Astronomy RoboticsPaul
Paul @ May 26th, 2008

Take a very good look at this picture…

What you’re looking at is the Phoenix Lander, parachute deployed, descending to the surface of Mars as observed by the Mars Reconnaissance Orbiter. I ask that you take a good look because, in case it weren’t already obvious, this is without a doubt the most breathtaking and awe-inspiring picture of the year.

On February 14, 1990, at the insistence of the late Carl Sagan, NASA had Voyager I turn around from its trek to Saturn to take a final picture of the Earth from its far-away perspective. The result was a faint, bluish speck obscured by beams of scattered sunlight.

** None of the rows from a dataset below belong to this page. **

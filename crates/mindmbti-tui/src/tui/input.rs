// Keyboard input handling and command dispatch.
//
// Translates crossterm key events into UserCommand messages for the
// orchestrator, or into local ViewState changes (focus, typing, selection).

use crossterm::event::{KeyCode, KeyEvent, KeyEventKind, KeyModifiers};

use mindmbti_api::models::{AiReportRequest, ProfileUpdate};
use mindmbti_app::protocol::{PdfSource, Route, Screen, UserCommand};

use super::form::FormState;
use super::widgets::home::menu_entries;
use super::{default_report_type, field, ViewState};

/// Lines moved per PageUp/PageDown.
const PAGE: u16 = 5;

/// Handle a keyboard event.
///
/// Returns `Some(UserCommand)` when the key press should be forwarded to the
/// orchestrator. Returns `None` when it was handled locally.
pub fn handle_key(key_event: KeyEvent, view_state: &mut ViewState) -> Option<UserCommand> {
    // Only process key press events. On Windows, crossterm emits both
    // Press and Release events for each physical keypress.
    if key_event.kind != KeyEventKind::Press {
        return None;
    }

    // Ctrl+C always quits immediately regardless of mode
    if key_event.modifiers.contains(KeyModifiers::CONTROL) && key_event.code == KeyCode::Char('c')
    {
        return Some(UserCommand::Quit);
    }

    if view_state.confirm_quit {
        return handle_confirm_quit(key_event, view_state);
    }

    // Notices last until the next key press.
    view_state.notice = None;

    match key_event.code {
        KeyCode::Esc => {
            return (view_state.screen() != Screen::Home)
                .then_some(UserCommand::Navigate(Route::Home));
        }
        KeyCode::F(5) => return Some(UserCommand::Retry),
        KeyCode::PageUp => {
            view_state.scroll = view_state.scroll.saturating_sub(PAGE);
            return None;
        }
        KeyCode::PageDown => {
            view_state.scroll = view_state.scroll.saturating_add(PAGE);
            return None;
        }
        _ => {}
    }

    match view_state.screen() {
        Screen::Home => handle_home(key_event, view_state),
        Screen::Login => handle_login(key_event, view_state),
        Screen::Register => handle_register(key_event, view_state),
        Screen::Test => handle_test(key_event, view_state),
        Screen::Result => handle_result(key_event, view_state),
        Screen::Report => handle_report(key_event, view_state),
        Screen::Compatibility => handle_compatibility(key_event, view_state),
        Screen::Career => handle_career(key_event, view_state),
        Screen::Dashboard => handle_dashboard(key_event, view_state),
        Screen::Profile => handle_profile(key_event, view_state),
        Screen::Share => handle_share(key_event, view_state),
    }
}

/// Handle key events while in quit confirmation mode.
///
/// - `y` or `q` confirms quit (sends UserCommand::Quit)
/// - `n` or `Esc` cancels (returns to normal mode)
/// - All other keys are blocked (no-op)
fn handle_confirm_quit(key_event: KeyEvent, view_state: &mut ViewState) -> Option<UserCommand> {
    match key_event.code {
        KeyCode::Char('y') | KeyCode::Char('Y') | KeyCode::Char('q') | KeyCode::Char('Q') => {
            Some(UserCommand::Quit)
        }
        KeyCode::Char('n') | KeyCode::Char('N') | KeyCode::Esc => {
            view_state.confirm_quit = false;
            None
        }
        _ => None,
    }
}

/// Shortcuts available whenever no text field has focus.
fn handle_common(key_event: KeyEvent, view_state: &mut ViewState) -> Option<UserCommand> {
    match key_event.code {
        KeyCode::Char('q') => {
            view_state.confirm_quit = true;
            None
        }
        KeyCode::Char('r') => Some(UserCommand::Retry),
        _ => None,
    }
}

// ---------------------------------------------------------------------------
// Forms
// ---------------------------------------------------------------------------

#[derive(Debug, Clone, Copy, PartialEq, Eq)]
enum FormKey {
    /// Consumed by the form (focus move, typing).
    Handled,
    /// A choice field changed.
    Cycled,
    Submit,
    /// Not a form key; fall through to the screen's shortcuts.
    Unhandled,
}

fn form_key(form: &mut FormState, key_event: KeyEvent) -> FormKey {
    match key_event.code {
        KeyCode::Tab | KeyCode::Down => {
            form.focus_next();
            FormKey::Handled
        }
        KeyCode::BackTab | KeyCode::Up => {
            form.focus_prev();
            FormKey::Handled
        }
        KeyCode::Enter => FormKey::Submit,
        KeyCode::Left | KeyCode::Right => {
            if form.cycle(key_event.code == KeyCode::Right) {
                FormKey::Cycled
            } else {
                FormKey::Handled
            }
        }
        KeyCode::Backspace => {
            form.backspace();
            FormKey::Handled
        }
        KeyCode::Char(c)
            if !key_event
                .modifiers
                .intersects(KeyModifiers::CONTROL | KeyModifiers::ALT) =>
        {
            if form.insert_char(c) {
                FormKey::Handled
            } else {
                FormKey::Unhandled
            }
        }
        _ => FormKey::Unhandled,
    }
}

fn non_blank(s: &str) -> Option<String> {
    let trimmed = s.trim();
    (!trimmed.is_empty()).then(|| trimmed.to_string())
}

// ---------------------------------------------------------------------------
// Screens
// ---------------------------------------------------------------------------

fn handle_home(key_event: KeyEvent, view_state: &mut ViewState) -> Option<UserCommand> {
    let entries = menu_entries(view_state.authenticated);
    match key_event.code {
        KeyCode::Up | KeyCode::Char('k') => {
            view_state.menu_index = view_state.menu_index.saturating_sub(1);
            None
        }
        KeyCode::Down | KeyCode::Char('j') => {
            if view_state.menu_index + 1 < entries.len() {
                view_state.menu_index += 1;
            }
            None
        }
        KeyCode::Enter => entries
            .into_iter()
            .nth(view_state.menu_index)
            .map(|(_, cmd)| cmd),
        _ => handle_common(key_event, view_state),
    }
}

fn handle_login(key_event: KeyEvent, view_state: &mut ViewState) -> Option<UserCommand> {
    let form = &mut view_state.login_form;
    match form_key(form, key_event) {
        FormKey::Submit => Some(UserCommand::Login {
            email: form.value(field::EMAIL).trim().to_string(),
            password: form.value(field::PASSWORD).to_string(),
        }),
        FormKey::Handled | FormKey::Cycled => None,
        FormKey::Unhandled => handle_common(key_event, view_state),
    }
}

fn handle_register(key_event: KeyEvent, view_state: &mut ViewState) -> Option<UserCommand> {
    let form = &mut view_state.register_form;
    match form_key(form, key_event) {
        FormKey::Submit => Some(UserCommand::Register {
            email: form.value(field::EMAIL).trim().to_string(),
            password: form.value(field::PASSWORD).to_string(),
            nickname: form.value(field::NICKNAME).trim().to_string(),
        }),
        FormKey::Handled | FormKey::Cycled => None,
        FormKey::Unhandled => handle_common(key_event, view_state),
    }
}

fn handle_test(key_event: KeyEvent, view_state: &mut ViewState) -> Option<UserCommand> {
    let count = view_state.questions.len();
    match key_event.code {
        KeyCode::Char(c @ '1'..='5') => {
            let question = view_state.questions.get(view_state.question_index)?;
            let cmd = UserCommand::Answer {
                question_id: question.id,
                value: c as u8 - b'0',
            };
            if view_state.question_index + 1 < count {
                view_state.question_index += 1;
            }
            Some(cmd)
        }
        KeyCode::Left | KeyCode::Char('h') => {
            view_state.question_index = view_state.question_index.saturating_sub(1);
            None
        }
        KeyCode::Right | KeyCode::Char('l') => {
            if view_state.question_index + 1 < count {
                view_state.question_index += 1;
            }
            None
        }
        KeyCode::Enter => {
            if count > 0 && view_state.question_index + 1 == count {
                Some(UserCommand::SubmitAnswers)
            } else {
                if view_state.question_index + 1 < count {
                    view_state.question_index += 1;
                }
                None
            }
        }
        KeyCode::Char('s') => Some(UserCommand::SubmitAnswers),
        _ => handle_common(key_event, view_state),
    }
}

fn handle_result(key_event: KeyEvent, view_state: &mut ViewState) -> Option<UserCommand> {
    let session_id = view_state.result_session()?.to_string();
    let mbti_type = view_state
        .result
        .as_ref()
        .map(|r| r.mbti_type)
        .unwrap_or_else(default_report_type);
    match key_event.code {
        KeyCode::Char('p') => Some(UserCommand::DownloadPdf(PdfSource::Result { session_id })),
        KeyCode::Char('s') => Some(UserCommand::CreateShare { session_id }),
        KeyCode::Char('h') => Some(UserCommand::SaveToHistory { session_id }),
        KeyCode::Char('d') => Some(UserCommand::Navigate(Route::Report { mbti_type })),
        KeyCode::Char('c') => Some(UserCommand::Navigate(Route::Career { mbti_type })),
        KeyCode::Char('t') => Some(UserCommand::Navigate(Route::Test)),
        _ => handle_common(key_event, view_state),
    }
}

fn handle_report(key_event: KeyEvent, view_state: &mut ViewState) -> Option<UserCommand> {
    let form = &mut view_state.report_form;
    match form_key(form, key_event) {
        FormKey::Cycled => Some(UserCommand::LoadBasicReport(
            form.mbti_type(field::REPORT_TYPE),
        )),
        FormKey::Submit => Some(UserCommand::RequestAiReport(AiReportRequest::new(
            form.mbti_type(field::REPORT_TYPE),
            form.value(field::REPORT_JOB),
            form.value(field::REPORT_CONCERN),
            form.value(field::REPORT_RELATIONSHIP),
        ))),
        FormKey::Handled => None,
        FormKey::Unhandled => handle_common(key_event, view_state),
    }
}

fn handle_compatibility(key_event: KeyEvent, view_state: &mut ViewState) -> Option<UserCommand> {
    let form = &mut view_state.compat_form;
    match form_key(form, key_event) {
        FormKey::Submit => Some(UserCommand::CheckCompatibility {
            type_a: form.mbti_type(field::COMPAT_A),
            type_b: form.mbti_type(field::COMPAT_B),
        }),
        FormKey::Handled | FormKey::Cycled => None,
        FormKey::Unhandled => handle_common(key_event, view_state),
    }
}

fn handle_career(key_event: KeyEvent, view_state: &mut ViewState) -> Option<UserCommand> {
    let form = &mut view_state.career_form;
    let mbti_type = form.mbti_type(field::CAREER_TYPE);
    match form_key(form, key_event) {
        FormKey::Cycled => Some(UserCommand::LoadCareerMatch(
            form.mbti_type(field::CAREER_TYPE),
        )),
        FormKey::Submit if form.focus == field::CAREER_TYPE => {
            Some(UserCommand::LoadCareerMatch(mbti_type))
        }
        FormKey::Submit => Some(UserCommand::RequestCareerAdvice {
            mbti_type,
            current_job: form.value(field::CAREER_JOB).trim().to_string(),
        }),
        FormKey::Handled => None,
        FormKey::Unhandled => handle_common(key_event, view_state),
    }
}

fn handle_dashboard(key_event: KeyEvent, view_state: &mut ViewState) -> Option<UserCommand> {
    let selected = view_state
        .history
        .get(view_state.history_index)
        .map(|r| r.session_id.clone());
    match key_event.code {
        KeyCode::Up | KeyCode::Char('k') => {
            view_state.history_index = view_state.history_index.saturating_sub(1);
            None
        }
        KeyCode::Down | KeyCode::Char('j') => {
            if view_state.history_index + 1 < view_state.history.len() {
                view_state.history_index += 1;
            }
            None
        }
        KeyCode::Enter => selected.map(|session_id| UserCommand::Navigate(Route::Result { session_id })),
        KeyCode::Char('a') => {
            view_state.compare_a = selected;
            None
        }
        KeyCode::Char('b') => {
            view_state.compare_b = selected;
            None
        }
        KeyCode::Char('c') => Some(UserCommand::Compare {
            session_a: view_state.compare_a.clone().unwrap_or_default(),
            session_b: view_state.compare_b.clone().unwrap_or_default(),
        }),
        KeyCode::Char('t') => Some(UserCommand::Navigate(Route::Test)),
        _ => handle_common(key_event, view_state),
    }
}

fn handle_profile(key_event: KeyEvent, view_state: &mut ViewState) -> Option<UserCommand> {
    let form = &mut view_state.profile_form;
    match form_key(form, key_event) {
        FormKey::Submit => Some(UserCommand::UpdateProfile(ProfileUpdate {
            nickname: non_blank(form.value(field::PROFILE_NICKNAME)),
            gender: non_blank(form.value(field::PROFILE_GENDER)),
            age_range: non_blank(form.value(field::PROFILE_AGE)),
            profile_image_url: non_blank(form.value(field::PROFILE_IMAGE)),
        })),
        FormKey::Handled | FormKey::Cycled => None,
        FormKey::Unhandled => handle_common(key_event, view_state),
    }
}

fn handle_share(key_event: KeyEvent, view_state: &mut ViewState) -> Option<UserCommand> {
    // The only field is text, so the PDF shortcut needs a modifier.
    if key_event.modifiers.contains(KeyModifiers::CONTROL) && key_event.code == KeyCode::Char('p')
    {
        return match &view_state.route {
            Route::Share {
                share_id: Some(share_id),
            } if view_state.shared.is_some() => Some(UserCommand::DownloadPdf(PdfSource::Shared {
                share_id: share_id.clone(),
            })),
            _ => None,
        };
    }

    let form = &mut view_state.share_form;
    match form_key(form, key_event) {
        FormKey::Submit => match non_blank(form.value(field::SHARE_ID)) {
            Some(share_id) => Some(UserCommand::Navigate(Route::Share {
                share_id: Some(share_id),
            })),
            // Let the orchestrator explain what is missing.
            None => Some(UserCommand::LoadSharedResult {
                share_id: String::new(),
            }),
        },
        FormKey::Handled | FormKey::Cycled => None,
        FormKey::Unhandled => handle_common(key_event, view_state),
    }
}

// ---------------------------------------------------------------------------
// Tests
// ---------------------------------------------------------------------------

The picture, which Sagan dubbed The Pale Blue Dot, was a shattering portrait of our place in the greater universe. No longer could we think of the Earth as a greater kingdom or a significant center of the universe, but as a small dot dwarfed by the sheer size of space.

This picture, too, has a significant implication, though far different from that of the Pale Blue Dot. While we are indeed tiny beings on a tiny planet when presented on the grand stage of the cosmos, this picture represents our future and our advancement as a technologically-adept species. This photograph wasn’t taken by a human being, but by a man-made object circling another world… and the subject of that photograph is yet another man-made object falling gently to the surface of that other world. We may still have a lot to accomplish on this planet, but no longer do our goals seem limited by the thin shroud of our atmosphere. We’re now engaging our curiosity on the surface and skies of other worlds.